## AIM OF THE EXERCISE
Search the data for the string "libcadence" and copy each line in which it appears.
··· DATA PROVIDED
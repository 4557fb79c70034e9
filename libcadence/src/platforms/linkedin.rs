//! LinkedIn platform implementation (UGC posts API)

use async_trait::async_trait;
use reqwest::Client;
use secrecy::{ExposeSecret, SecretString};
use serde::Deserialize;
use serde_json::{json, Value};

use super::http::{self, media_failure, transport_error};
use super::{PlatformClient, PostingResult, PublishedPost};
use crate::config::PlatformAccountConfig;
use crate::error::{PlatformError, Result};
use crate::types::Platform;

const DEFAULT_API_BASE: &str = "https://api.linkedin.com";

#[derive(Deserialize)]
struct RegisterUploadResponse {
    value: RegisterUploadValue,
}

#[derive(Deserialize)]
#[serde(rename_all = "camelCase")]
struct RegisterUploadValue {
    asset: String,
    upload_mechanism: UploadMechanism,
}

#[derive(Deserialize)]
struct UploadMechanism {
    #[serde(rename = "com.linkedin.digitalmedia.uploading.MediaUploadHttpRequest")]
    request: UploadRequest,
}

#[derive(Deserialize)]
#[serde(rename_all = "camelCase")]
struct UploadRequest {
    upload_url: String,
}

pub struct LinkedInClient {
    http: Client,
    token: SecretString,
    author: String,
    api_base: String,
}

impl LinkedInClient {
    pub fn new(account: &PlatformAccountConfig) -> Result<Self> {
        let author = if account.account_id.starts_with("urn:") {
            account.account_id.clone()
        } else {
            format!("urn:li:person:{}", account.account_id)
        };

        Ok(Self {
            http: http::build_client()?,
            token: SecretString::from(account.access_token.clone()),
            author,
            api_base: http::api_base(account.api_base.as_deref(), DEFAULT_API_BASE),
        })
    }

    /// Register an upload, push the image bytes and return the asset URN
    async fn upload_image(&self, image_url: &str) -> PostingResult<String> {
        let register = json!({
            "registerUploadRequest": {
                "recipes": ["urn:li:digitalmediaRecipe:feedshare-image"],
                "owner": self.author,
                "serviceRelationships": [{
                    "relationshipType": "OWNER",
                    "identifier": "urn:li:userGeneratedContent"
                }]
            }
        });

        let response = self
            .http
            .post(format!("{}/v2/assets?action=registerUpload", self.api_base))
            .bearer_auth(self.token.expose_secret())
            .json(&register)
            .send()
            .await
            .map_err(|e| transport_error(Platform::LinkedIn, "image registration", e))?;
        let registered: RegisterUploadResponse =
            http::json(Platform::LinkedIn, "image registration", response).await?;

        let bytes = http::download(&self.http, Platform::LinkedIn, image_url).await?;

        let response = self
            .http
            .put(&registered.value.upload_mechanism.request.upload_url)
            .bearer_auth(self.token.expose_secret())
            .body(bytes)
            .send()
            .await
            .map_err(|e| transport_error(Platform::LinkedIn, "image upload", e))?;
        http::check(Platform::LinkedIn, "image upload", response).await?;

        Ok(registered.value.asset)
    }
}

#[async_trait]
impl PlatformClient for LinkedInClient {
    fn platform(&self) -> Platform {
        Platform::LinkedIn
    }

    async fn post(&self, content: &str, image_url: Option<&str>) -> PostingResult<PublishedPost> {
        let asset = match image_url {
            Some(url) => Some(self.upload_image(url).await.map_err(media_failure)?),
            None => None,
        };

        let category = if asset.is_some() { "IMAGE" } else { "NONE" };
        let mut share = json!({
            "shareCommentary": { "text": content },
            "shareMediaCategory": category
        });
        if let Some(asset) = &asset {
            share["media"] = json!([{ "status": "READY", "media": asset }]);
        }

        let payload = json!({
            "author": self.author,
            "lifecycleState": "PUBLISHED",
            "specificContent": { "com.linkedin.ugc.ShareContent": share },
            "visibility": { "com.linkedin.ugc.MemberNetworkVisibility": "PUBLIC" }
        });

        let response = self
            .http
            .post(format!("{}/v2/ugcPosts", self.api_base))
            .bearer_auth(self.token.expose_secret())
            .header("X-Restli-Protocol-Version", "2.0.0")
            .json(&payload)
            .send()
            .await
            .map_err(|e| transport_error(Platform::LinkedIn, "posting", e))?;
        let response = http::check(Platform::LinkedIn, "posting", response).await?;

        // The id comes back in the body or, on some API versions, only as a header
        let header_id = response
            .headers()
            .get("x-restli-id")
            .and_then(|v| v.to_str().ok())
            .map(str::to_string);
        let body: Value = response.json().await.unwrap_or(Value::Null);
        let post_id = body
            .get("id")
            .and_then(Value::as_str)
            .map(str::to_string)
            .or(header_id)
            .ok_or_else(|| {
                PlatformError::Posting("LinkedIn response carried no post id".to_string())
            })?;

        tracing::debug!("Published LinkedIn post {}", post_id);
        Ok(PublishedPost {
            url: format!("https://www.linkedin.com/feed/update/{}", post_id),
            post_id,
        })
    }
}
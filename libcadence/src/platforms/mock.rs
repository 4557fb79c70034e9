//! Mock platform client for testing
//!
//! Configurable stand-in for a real platform: it can succeed, fail every
//! time, fail a fixed number of times before succeeding, reject only
//! requests that carry an image, and add latency. Every call is recorded so
//! tests can assert on what would have been published.

use std::sync::atomic::{AtomicUsize, Ordering};
use std::sync::Mutex;
use std::time::Duration;

use async_trait::async_trait;
use tokio::time::sleep;

use super::{PlatformClient, PostingResult, PublishedPost};
use crate::error::PlatformError;
use crate::types::Platform;

/// Configuration for mock client behavior
#[derive(Debug, Clone)]
pub struct MockConfig {
    pub platform: Platform,

    /// Error returned by every call (after `failures_before_success` is used up, if set)
    pub post_error: Option<PlatformError>,

    /// Number of initial calls that fail with `post_error`; 0 means "always"
    pub failures_before_success: usize,

    /// Error returned for calls that carry an image
    pub image_error: Option<PlatformError>,

    /// Delay before completing a call (simulates network latency)
    pub delay: Duration,
}

impl MockConfig {
    pub fn new(platform: Platform) -> Self {
        Self {
            platform,
            post_error: None,
            failures_before_success: 0,
            image_error: None,
            delay: Duration::ZERO,
        }
    }
}

/// One call received by a [`MockClient`]
#[derive(Debug, Clone, PartialEq, Eq)]
pub struct RecordedPost {
    pub content: String,
    pub image_url: Option<String>,
}

pub struct MockClient {
    config: MockConfig,
    calls: AtomicUsize,
    published: Mutex<Vec<RecordedPost>>,
}

impl MockClient {
    pub fn new(config: MockConfig) -> Self {
        Self {
            config,
            calls: AtomicUsize::new(0),
            published: Mutex::new(Vec::new()),
        }
    }

    /// A client that always succeeds
    pub fn success(platform: Platform) -> Self {
        Self::new(MockConfig::new(platform))
    }

    /// A client that fails every call with `error`
    pub fn failure(platform: Platform, error: PlatformError) -> Self {
        Self::new(MockConfig {
            post_error: Some(error),
            ..MockConfig::new(platform)
        })
    }

    /// A client whose first `failures` calls fail with `error`
    pub fn flaky(platform: Platform, failures: usize, error: PlatformError) -> Self {
        Self::new(MockConfig {
            post_error: Some(error),
            failures_before_success: failures,
            ..MockConfig::new(platform)
        })
    }

    /// A client that rejects any request carrying an image
    pub fn image_failure(platform: Platform) -> Self {
        Self::new(MockConfig {
            image_error: Some(PlatformError::Media("mock image upload rejected".to_string())),
            ..MockConfig::new(platform)
        })
    }

    pub fn with_delay(platform: Platform, delay: Duration) -> Self {
        Self::new(MockConfig {
            delay,
            ..MockConfig::new(platform)
        })
    }

    /// Number of times `post` was called
    pub fn call_count(&self) -> usize {
        self.calls.load(Ordering::SeqCst)
    }

    /// Successful calls, in order
    pub fn published(&self) -> Vec<RecordedPost> {
        self.published
            .lock()
            .unwrap_or_else(|poisoned| poisoned.into_inner())
            .clone()
    }
}

#[async_trait]
impl PlatformClient for MockClient {
    fn platform(&self) -> Platform {
        self.config.platform
    }

    async fn post(&self, content: &str, image_url: Option<&str>) -> PostingResult<PublishedPost> {
        let call = self.calls.fetch_add(1, Ordering::SeqCst) + 1;

        if !self.config.delay.is_zero() {
            sleep(self.config.delay).await;
        }

        if let Some(error) = &self.config.post_error {
            let limit = self.config.failures_before_success;
            if limit == 0 || call <= limit {
                return Err(error.clone());
            }
        }

        if image_url.is_some() {
            if let Some(error) = &self.config.image_error {
                return Err(error.clone());
            }
        }

        self.published
            .lock()
            .unwrap_or_else(|poisoned| poisoned.into_inner())
            .push(RecordedPost {
                content: content.to_string(),
                image_url: image_url.map(str::to_string),
            });

        let post_id = format!("{}:mock-{}", self.config.platform, uuid::Uuid::new_v4());
        Ok(PublishedPost {
            url: format!("https://{}.example/{}", self.config.platform, post_id),
            post_id,
        })
    }
}
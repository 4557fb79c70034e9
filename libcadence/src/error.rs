//! Error types for Cadence
//!
//! Manual operations (approve, publish-now, toggle, schedule creation)
//! surface these errors to their caller. The scheduled path never does:
//! platform and generation failures are caught at the smallest scope and
//! recorded on the Post instead.

use thiserror::Error;

pub type Result<T> = std::result::Result<T, CadenceError>;

#[derive(Error, Debug)]
pub enum CadenceError {
    #[error("Configuration error: {0}")]
    Config(#[from] ConfigError),

    #[error("Database error: {0}")]
    Database(#[from] DbError),

    #[error("Invalid input: {0}")]
    Validation(String),

    #[error("Not found: {0}")]
    NotFound(String),

    #[error("Invalid state: {0}")]
    InvalidState(String),

    #[error("Platform error: {0}")]
    Platform(#[from] PlatformError),

    #[error("Generation error: {0}")]
    Generation(#[from] GenerationError),
}

impl CadenceError {
    /// Returns the appropriate exit code for this error
    pub fn exit_code(&self) -> i32 {
        match self {
            CadenceError::Validation(_) => 3,
            CadenceError::NotFound(_) => 4,
            CadenceError::InvalidState(_) => 5,
            CadenceError::Config(_) => 2,
            CadenceError::Database(_) => 1,
            CadenceError::Platform(_) | CadenceError::Generation(_) => 1,
        }
    }

    /// Whether this error came from an external collaborator
    /// (a platform client or a content/image generator).
    pub fn is_external(&self) -> bool {
        matches!(self, CadenceError::Platform(_) | CadenceError::Generation(_))
    }
}

#[derive(Error, Debug)]
pub enum ConfigError {
    #[error("Failed to read config file: {0}")]
    ReadError(#[from] std::io::Error),

    #[error("Failed to parse config: {0}")]
    ParseError(#[from] toml::de::Error),

    #[error("Missing required field: {0}")]
    MissingField(String),

    #[error("Invalid value for {field}: {reason}")]
    InvalidValue { field: String, reason: String },
}

#[derive(Error, Debug)]
pub enum DbError {
    #[error("Database operation failed: {0}")]
    SqlxError(#[from] sqlx::Error),

    #[error("Migration failed: {0}")]
    MigrationError(#[from] sqlx::migrate::MigrateError),

    #[error("IO error: {0}")]
    IoError(#[from] std::io::Error),

    #[error("Failed to encode or decode column: {0}")]
    Serialization(#[from] serde_json::Error),

    #[error("Corrupt row: {0}")]
    Corrupt(String),
}

/// Failure reported by a platform client.
///
/// `Media` is reserved for the image step (upload, registration or
/// attachment). The publisher treats it as recoverable by posting the text
/// alone.
#[derive(Error, Debug, Clone, PartialEq, Eq)]
pub enum PlatformError {
    #[error("Authentication failed: {0}")]
    Authentication(String),

    #[error("Content validation failed: {0}")]
    Validation(String),

    #[error("Image step failed: {0}")]
    Media(String),

    #[error("Posting failed: {0}")]
    Posting(String),

    #[error("Network error: {0}")]
    Network(String),

    #[error("Rate limit exceeded: {0}")]
    RateLimit(String),
}

impl PlatformError {
    /// Whether another attempt could succeed.
    ///
    /// Authentication and validation failures are permanent: retrying the
    /// same request with the same credentials and content cannot change the
    /// answer.
    pub fn is_transient(&self) -> bool {
        match self {
            PlatformError::Network(_)
            | PlatformError::RateLimit(_)
            | PlatformError::Posting(_)
            | PlatformError::Media(_) => true,
            PlatformError::Authentication(_) | PlatformError::Validation(_) => false,
        }
    }
}

#[derive(Error, Debug, Clone, PartialEq, Eq)]
pub enum GenerationError {
    #[error("Generator is not configured: {0}")]
    NotConfigured(String),

    #[error("Generation request failed: {0}")]
    Request(String),

    #[error("Unexpected generator response: {0}")]
    Response(String),
}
······
## ANSWER TO THIS EXERCISE
filename libcadence/src/platforms/linkedin.rs
filename libcadence/src/platforms/mock.rs
filename libcadence/src/error.rs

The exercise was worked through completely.